## Required action:
Look for the word "other". Copy every line of the listing where it occurs.

## Material provided:
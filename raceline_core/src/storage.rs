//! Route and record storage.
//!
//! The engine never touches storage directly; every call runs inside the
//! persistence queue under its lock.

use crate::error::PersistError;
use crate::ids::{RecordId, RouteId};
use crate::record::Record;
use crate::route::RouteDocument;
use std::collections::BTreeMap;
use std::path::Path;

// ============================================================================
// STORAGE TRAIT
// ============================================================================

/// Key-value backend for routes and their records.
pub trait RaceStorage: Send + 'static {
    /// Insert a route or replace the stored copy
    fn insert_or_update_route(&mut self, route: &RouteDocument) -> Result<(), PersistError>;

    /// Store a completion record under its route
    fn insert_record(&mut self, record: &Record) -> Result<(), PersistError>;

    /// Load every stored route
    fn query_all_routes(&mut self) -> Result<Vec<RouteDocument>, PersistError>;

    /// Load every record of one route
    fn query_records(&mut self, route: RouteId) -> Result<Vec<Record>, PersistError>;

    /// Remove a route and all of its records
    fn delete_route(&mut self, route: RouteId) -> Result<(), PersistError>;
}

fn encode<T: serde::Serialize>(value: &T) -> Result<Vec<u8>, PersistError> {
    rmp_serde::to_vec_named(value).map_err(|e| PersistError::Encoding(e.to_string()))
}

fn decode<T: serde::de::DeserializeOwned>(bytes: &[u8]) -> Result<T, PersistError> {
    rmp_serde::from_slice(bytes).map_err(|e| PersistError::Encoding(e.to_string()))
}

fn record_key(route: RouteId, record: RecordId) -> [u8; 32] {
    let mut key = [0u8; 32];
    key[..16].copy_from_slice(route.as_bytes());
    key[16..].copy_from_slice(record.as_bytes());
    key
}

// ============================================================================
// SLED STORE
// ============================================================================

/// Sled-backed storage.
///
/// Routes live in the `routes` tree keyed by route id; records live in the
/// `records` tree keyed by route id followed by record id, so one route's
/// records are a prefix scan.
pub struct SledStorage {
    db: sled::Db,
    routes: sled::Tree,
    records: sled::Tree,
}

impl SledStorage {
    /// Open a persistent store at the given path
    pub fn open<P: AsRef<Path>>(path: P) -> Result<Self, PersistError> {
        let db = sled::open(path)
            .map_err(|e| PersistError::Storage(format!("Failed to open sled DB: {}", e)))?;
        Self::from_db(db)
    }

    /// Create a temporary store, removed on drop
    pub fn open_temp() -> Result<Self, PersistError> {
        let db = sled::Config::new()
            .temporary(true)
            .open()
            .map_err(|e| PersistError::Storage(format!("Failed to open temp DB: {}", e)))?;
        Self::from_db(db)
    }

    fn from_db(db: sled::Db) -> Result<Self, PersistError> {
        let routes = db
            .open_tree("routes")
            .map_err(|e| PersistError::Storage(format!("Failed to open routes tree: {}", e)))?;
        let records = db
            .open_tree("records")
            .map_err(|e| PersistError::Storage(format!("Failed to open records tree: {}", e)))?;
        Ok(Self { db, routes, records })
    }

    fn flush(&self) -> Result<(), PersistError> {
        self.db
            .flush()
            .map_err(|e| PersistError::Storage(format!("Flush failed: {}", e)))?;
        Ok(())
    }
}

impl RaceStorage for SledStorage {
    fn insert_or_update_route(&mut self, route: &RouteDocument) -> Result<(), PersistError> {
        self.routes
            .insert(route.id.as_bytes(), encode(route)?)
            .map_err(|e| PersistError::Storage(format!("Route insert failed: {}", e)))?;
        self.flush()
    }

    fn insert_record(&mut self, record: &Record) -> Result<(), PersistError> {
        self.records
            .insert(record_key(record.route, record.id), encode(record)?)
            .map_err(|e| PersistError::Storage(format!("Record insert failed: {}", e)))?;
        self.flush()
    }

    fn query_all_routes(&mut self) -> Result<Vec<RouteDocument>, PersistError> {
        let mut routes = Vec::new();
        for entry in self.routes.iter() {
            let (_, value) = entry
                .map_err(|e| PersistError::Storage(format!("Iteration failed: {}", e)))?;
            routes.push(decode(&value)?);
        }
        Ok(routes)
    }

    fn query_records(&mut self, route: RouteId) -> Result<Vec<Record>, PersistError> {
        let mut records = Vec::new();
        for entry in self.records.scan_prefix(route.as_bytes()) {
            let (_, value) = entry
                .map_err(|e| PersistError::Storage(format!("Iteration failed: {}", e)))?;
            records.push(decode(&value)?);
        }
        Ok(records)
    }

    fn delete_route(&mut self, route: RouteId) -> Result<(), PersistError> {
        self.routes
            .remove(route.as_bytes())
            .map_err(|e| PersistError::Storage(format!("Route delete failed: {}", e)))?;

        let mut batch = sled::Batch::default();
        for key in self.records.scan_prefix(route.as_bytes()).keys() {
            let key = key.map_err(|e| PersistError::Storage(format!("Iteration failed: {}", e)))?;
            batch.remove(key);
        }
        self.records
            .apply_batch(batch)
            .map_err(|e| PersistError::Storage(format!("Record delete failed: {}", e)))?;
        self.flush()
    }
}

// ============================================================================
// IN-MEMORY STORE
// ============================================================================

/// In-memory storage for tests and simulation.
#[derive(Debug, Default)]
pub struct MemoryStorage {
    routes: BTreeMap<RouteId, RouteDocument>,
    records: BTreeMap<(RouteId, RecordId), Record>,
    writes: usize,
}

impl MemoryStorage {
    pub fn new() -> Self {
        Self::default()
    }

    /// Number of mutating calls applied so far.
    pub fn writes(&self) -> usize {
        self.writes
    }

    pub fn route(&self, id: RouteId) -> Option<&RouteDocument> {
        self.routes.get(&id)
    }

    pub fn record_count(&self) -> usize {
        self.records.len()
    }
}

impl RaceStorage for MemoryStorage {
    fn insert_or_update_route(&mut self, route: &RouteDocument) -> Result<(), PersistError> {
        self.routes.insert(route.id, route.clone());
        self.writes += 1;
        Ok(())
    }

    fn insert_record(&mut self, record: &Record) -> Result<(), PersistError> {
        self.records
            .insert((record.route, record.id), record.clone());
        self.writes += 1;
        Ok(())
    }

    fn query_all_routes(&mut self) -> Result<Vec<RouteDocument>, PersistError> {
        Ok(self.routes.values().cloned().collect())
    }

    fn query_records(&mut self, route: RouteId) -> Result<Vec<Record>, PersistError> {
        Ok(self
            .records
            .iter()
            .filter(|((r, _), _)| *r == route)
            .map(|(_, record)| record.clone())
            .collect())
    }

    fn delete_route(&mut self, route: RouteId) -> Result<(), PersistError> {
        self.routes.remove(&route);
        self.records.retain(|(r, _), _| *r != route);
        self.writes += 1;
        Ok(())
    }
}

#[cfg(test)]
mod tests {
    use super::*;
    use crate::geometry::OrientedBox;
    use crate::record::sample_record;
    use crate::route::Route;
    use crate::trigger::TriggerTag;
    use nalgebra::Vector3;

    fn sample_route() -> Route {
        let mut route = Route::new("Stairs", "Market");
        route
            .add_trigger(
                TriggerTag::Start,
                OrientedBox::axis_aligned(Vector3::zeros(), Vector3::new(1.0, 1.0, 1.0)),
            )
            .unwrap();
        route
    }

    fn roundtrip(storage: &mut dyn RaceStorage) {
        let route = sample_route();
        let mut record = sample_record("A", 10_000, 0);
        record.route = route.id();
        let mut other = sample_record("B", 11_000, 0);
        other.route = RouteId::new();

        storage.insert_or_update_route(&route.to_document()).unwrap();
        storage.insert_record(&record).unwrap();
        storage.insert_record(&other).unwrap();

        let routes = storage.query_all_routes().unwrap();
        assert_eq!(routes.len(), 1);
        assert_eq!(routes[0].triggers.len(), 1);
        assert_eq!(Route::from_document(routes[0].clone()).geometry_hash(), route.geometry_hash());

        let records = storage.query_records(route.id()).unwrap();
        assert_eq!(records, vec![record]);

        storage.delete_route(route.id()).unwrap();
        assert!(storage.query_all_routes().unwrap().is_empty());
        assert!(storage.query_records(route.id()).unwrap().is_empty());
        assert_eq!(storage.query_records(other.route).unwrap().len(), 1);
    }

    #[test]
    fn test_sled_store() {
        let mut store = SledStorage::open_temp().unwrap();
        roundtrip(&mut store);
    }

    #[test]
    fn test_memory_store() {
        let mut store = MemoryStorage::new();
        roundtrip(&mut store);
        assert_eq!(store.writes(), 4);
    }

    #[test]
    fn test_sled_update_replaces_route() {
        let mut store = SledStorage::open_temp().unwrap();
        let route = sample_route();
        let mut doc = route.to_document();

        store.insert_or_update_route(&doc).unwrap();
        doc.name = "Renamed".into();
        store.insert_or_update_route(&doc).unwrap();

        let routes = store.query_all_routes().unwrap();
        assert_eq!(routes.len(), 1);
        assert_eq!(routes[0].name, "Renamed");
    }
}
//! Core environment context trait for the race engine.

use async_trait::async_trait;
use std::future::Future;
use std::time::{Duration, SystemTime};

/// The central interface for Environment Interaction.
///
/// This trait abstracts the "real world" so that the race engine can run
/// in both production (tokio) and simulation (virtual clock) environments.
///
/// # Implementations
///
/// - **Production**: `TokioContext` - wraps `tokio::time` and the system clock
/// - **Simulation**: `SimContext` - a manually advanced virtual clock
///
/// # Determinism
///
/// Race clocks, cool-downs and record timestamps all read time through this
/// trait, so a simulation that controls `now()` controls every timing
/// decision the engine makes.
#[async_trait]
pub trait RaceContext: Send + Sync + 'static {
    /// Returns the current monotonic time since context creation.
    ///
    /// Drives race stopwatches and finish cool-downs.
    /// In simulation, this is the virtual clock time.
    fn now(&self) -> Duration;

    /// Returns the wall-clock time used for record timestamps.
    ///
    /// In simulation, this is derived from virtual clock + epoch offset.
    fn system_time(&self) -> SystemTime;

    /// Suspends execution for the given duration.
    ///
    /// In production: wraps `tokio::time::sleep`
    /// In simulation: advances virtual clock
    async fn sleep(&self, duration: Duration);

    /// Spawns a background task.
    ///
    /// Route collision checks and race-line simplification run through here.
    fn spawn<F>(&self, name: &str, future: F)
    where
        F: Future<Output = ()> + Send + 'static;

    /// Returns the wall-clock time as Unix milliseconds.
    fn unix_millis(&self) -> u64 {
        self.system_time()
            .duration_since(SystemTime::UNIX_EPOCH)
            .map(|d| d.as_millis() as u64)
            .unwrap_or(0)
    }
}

## Answer for the task:
        let mut other = sample_record("B", 11_000, 0);
        other.route = RouteId::new();
        storage.insert_record(&other).unwrap();
        assert_eq!(storage.query_records(other.route).unwrap().len(), 1);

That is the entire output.